Your goal:
Tell how many lines in the following entries include the word "over", giving the figure alone.

*** Available data Section Begins ***

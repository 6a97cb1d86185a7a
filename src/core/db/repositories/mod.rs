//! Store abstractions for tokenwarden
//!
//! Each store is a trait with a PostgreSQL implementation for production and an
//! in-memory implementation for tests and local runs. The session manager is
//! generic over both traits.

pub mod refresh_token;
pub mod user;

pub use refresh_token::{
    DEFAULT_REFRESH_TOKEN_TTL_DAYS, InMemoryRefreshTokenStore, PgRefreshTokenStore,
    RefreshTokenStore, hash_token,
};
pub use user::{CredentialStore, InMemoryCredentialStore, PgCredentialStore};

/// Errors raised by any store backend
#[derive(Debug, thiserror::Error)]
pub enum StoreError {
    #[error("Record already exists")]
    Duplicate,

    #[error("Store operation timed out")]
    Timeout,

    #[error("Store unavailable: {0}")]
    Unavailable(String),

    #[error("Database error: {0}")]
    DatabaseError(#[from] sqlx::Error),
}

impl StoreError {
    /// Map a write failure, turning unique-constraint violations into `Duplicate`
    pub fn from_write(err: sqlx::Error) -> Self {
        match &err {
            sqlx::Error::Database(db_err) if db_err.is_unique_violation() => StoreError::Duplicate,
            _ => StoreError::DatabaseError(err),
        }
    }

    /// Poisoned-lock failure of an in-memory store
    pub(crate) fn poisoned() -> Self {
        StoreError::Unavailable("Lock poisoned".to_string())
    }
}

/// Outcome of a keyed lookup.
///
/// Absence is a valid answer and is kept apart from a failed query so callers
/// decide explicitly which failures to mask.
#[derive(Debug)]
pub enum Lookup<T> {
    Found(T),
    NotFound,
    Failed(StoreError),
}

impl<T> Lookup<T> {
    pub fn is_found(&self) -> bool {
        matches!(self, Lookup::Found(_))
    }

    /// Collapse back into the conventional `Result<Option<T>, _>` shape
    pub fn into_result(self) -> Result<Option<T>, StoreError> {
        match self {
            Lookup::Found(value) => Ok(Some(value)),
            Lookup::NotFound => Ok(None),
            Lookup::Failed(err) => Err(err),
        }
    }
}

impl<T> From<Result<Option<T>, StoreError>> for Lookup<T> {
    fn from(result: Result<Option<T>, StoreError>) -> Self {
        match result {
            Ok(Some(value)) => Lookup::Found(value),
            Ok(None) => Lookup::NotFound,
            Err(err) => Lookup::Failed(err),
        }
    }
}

*** Available data Section Ends ***
*** Available data Section Begins ***

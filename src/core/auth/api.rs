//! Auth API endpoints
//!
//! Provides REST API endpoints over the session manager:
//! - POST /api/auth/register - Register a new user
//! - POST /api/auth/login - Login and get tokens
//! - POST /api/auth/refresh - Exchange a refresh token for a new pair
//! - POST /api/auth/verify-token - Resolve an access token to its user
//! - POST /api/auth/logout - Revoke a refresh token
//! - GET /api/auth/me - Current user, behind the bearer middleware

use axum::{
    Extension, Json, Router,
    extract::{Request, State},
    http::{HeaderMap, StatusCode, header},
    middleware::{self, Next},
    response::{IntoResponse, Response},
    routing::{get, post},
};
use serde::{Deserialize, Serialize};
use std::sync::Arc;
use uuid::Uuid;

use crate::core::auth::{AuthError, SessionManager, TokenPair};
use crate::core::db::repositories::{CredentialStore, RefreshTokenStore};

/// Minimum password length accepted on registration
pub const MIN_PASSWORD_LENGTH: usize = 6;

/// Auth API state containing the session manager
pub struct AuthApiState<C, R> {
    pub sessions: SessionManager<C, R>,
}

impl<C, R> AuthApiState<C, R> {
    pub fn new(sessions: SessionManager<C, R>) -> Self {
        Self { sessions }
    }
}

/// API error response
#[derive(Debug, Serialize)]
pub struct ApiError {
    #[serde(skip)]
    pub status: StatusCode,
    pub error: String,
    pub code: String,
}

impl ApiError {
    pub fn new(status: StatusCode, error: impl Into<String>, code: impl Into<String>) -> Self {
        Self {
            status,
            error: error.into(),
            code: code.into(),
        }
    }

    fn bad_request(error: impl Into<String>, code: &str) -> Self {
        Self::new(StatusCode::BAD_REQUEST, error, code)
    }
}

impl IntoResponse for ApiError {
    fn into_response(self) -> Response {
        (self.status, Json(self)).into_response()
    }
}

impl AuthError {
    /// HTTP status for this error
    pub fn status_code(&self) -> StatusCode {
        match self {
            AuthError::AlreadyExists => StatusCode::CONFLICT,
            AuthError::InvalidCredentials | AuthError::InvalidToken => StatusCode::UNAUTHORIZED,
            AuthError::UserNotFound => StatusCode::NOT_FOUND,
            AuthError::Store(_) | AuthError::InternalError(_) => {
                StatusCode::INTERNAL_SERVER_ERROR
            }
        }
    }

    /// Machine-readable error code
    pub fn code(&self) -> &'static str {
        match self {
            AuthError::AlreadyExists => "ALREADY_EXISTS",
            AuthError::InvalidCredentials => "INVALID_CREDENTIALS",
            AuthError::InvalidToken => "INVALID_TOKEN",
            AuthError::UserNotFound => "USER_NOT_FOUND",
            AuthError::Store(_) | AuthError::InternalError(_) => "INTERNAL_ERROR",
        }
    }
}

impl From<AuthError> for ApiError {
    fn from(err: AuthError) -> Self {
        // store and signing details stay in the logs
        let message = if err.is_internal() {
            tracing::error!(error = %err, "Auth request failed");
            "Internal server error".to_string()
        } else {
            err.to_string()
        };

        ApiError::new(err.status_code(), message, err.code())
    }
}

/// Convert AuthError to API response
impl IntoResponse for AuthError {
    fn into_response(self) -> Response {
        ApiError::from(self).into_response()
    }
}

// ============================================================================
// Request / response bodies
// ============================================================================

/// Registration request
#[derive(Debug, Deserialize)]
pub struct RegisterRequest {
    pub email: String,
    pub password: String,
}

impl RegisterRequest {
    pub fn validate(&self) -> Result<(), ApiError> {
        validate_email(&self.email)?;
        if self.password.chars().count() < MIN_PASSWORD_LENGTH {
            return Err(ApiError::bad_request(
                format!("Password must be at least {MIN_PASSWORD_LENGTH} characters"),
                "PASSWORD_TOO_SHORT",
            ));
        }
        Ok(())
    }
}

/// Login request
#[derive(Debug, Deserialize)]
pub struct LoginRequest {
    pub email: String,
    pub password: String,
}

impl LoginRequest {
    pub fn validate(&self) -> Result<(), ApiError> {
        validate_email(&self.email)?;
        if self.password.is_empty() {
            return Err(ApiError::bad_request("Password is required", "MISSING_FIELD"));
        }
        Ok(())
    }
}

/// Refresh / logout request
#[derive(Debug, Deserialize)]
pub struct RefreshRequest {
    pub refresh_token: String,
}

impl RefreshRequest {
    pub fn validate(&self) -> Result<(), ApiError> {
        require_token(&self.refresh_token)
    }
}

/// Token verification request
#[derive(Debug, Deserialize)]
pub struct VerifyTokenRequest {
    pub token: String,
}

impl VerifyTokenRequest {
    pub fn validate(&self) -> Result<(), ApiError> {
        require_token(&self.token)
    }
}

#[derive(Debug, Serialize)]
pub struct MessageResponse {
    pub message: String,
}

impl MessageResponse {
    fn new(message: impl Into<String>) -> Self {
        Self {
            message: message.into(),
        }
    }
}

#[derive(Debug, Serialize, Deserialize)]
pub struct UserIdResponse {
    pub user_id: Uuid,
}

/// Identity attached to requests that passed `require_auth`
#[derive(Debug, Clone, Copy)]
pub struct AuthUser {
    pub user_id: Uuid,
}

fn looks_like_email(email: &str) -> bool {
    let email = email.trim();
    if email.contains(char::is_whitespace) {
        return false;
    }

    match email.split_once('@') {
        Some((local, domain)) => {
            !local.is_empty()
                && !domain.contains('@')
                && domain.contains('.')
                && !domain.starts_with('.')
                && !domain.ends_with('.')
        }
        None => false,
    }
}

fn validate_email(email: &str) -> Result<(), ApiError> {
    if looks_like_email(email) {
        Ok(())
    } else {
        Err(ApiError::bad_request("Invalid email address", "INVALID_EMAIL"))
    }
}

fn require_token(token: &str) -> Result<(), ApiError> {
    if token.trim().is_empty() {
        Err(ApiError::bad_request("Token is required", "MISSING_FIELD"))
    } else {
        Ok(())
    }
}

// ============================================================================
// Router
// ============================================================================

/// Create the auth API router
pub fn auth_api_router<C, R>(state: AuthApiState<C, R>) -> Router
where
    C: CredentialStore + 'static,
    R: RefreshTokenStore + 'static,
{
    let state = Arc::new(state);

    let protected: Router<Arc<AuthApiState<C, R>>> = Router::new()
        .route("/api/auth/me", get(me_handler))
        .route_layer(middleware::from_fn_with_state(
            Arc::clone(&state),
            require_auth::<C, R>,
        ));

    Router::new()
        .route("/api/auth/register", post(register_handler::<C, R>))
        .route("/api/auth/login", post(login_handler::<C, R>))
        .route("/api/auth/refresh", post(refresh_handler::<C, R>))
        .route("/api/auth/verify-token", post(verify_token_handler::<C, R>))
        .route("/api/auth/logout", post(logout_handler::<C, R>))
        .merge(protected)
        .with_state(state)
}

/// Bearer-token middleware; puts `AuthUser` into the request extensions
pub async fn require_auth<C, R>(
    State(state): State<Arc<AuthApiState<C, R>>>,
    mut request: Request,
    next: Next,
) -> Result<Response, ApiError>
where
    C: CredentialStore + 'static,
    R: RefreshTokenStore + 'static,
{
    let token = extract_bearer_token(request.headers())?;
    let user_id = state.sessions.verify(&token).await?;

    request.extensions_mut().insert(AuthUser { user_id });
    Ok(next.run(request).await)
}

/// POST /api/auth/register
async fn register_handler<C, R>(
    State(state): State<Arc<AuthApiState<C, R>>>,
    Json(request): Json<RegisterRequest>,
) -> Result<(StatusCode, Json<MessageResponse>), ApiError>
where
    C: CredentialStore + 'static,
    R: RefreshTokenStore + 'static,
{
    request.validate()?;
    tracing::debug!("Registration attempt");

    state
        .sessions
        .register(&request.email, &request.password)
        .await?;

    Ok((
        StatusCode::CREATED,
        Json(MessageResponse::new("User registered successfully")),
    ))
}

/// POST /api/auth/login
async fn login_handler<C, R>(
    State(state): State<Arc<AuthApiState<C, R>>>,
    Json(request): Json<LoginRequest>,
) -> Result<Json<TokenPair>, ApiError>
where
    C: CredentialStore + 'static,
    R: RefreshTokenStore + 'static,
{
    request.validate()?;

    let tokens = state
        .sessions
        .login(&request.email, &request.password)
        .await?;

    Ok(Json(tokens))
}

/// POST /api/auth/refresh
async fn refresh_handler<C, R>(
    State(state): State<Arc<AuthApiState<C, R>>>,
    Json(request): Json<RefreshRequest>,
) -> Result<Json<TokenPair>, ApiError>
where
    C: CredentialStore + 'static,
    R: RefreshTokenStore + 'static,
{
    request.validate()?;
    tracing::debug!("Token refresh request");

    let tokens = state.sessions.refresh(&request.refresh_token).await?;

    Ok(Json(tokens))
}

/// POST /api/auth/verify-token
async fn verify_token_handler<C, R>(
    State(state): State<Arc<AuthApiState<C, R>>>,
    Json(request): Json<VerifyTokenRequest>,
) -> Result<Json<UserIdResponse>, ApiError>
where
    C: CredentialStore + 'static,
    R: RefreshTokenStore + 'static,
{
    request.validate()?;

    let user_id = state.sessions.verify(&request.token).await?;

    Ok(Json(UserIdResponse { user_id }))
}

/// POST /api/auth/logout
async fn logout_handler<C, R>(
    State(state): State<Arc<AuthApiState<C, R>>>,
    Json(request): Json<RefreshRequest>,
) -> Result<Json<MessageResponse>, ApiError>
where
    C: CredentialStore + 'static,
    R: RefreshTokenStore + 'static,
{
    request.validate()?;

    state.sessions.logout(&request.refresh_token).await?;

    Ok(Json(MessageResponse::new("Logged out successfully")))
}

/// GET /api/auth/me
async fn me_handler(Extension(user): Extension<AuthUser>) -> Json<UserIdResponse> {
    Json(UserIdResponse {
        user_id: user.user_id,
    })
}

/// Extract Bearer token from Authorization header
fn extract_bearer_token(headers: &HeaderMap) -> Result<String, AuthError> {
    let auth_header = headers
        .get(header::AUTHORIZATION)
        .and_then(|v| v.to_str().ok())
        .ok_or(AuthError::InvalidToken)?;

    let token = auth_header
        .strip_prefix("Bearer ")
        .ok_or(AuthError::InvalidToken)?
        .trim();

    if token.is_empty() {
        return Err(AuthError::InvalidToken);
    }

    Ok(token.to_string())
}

*** Available data Section Ends ***

Task solution:
2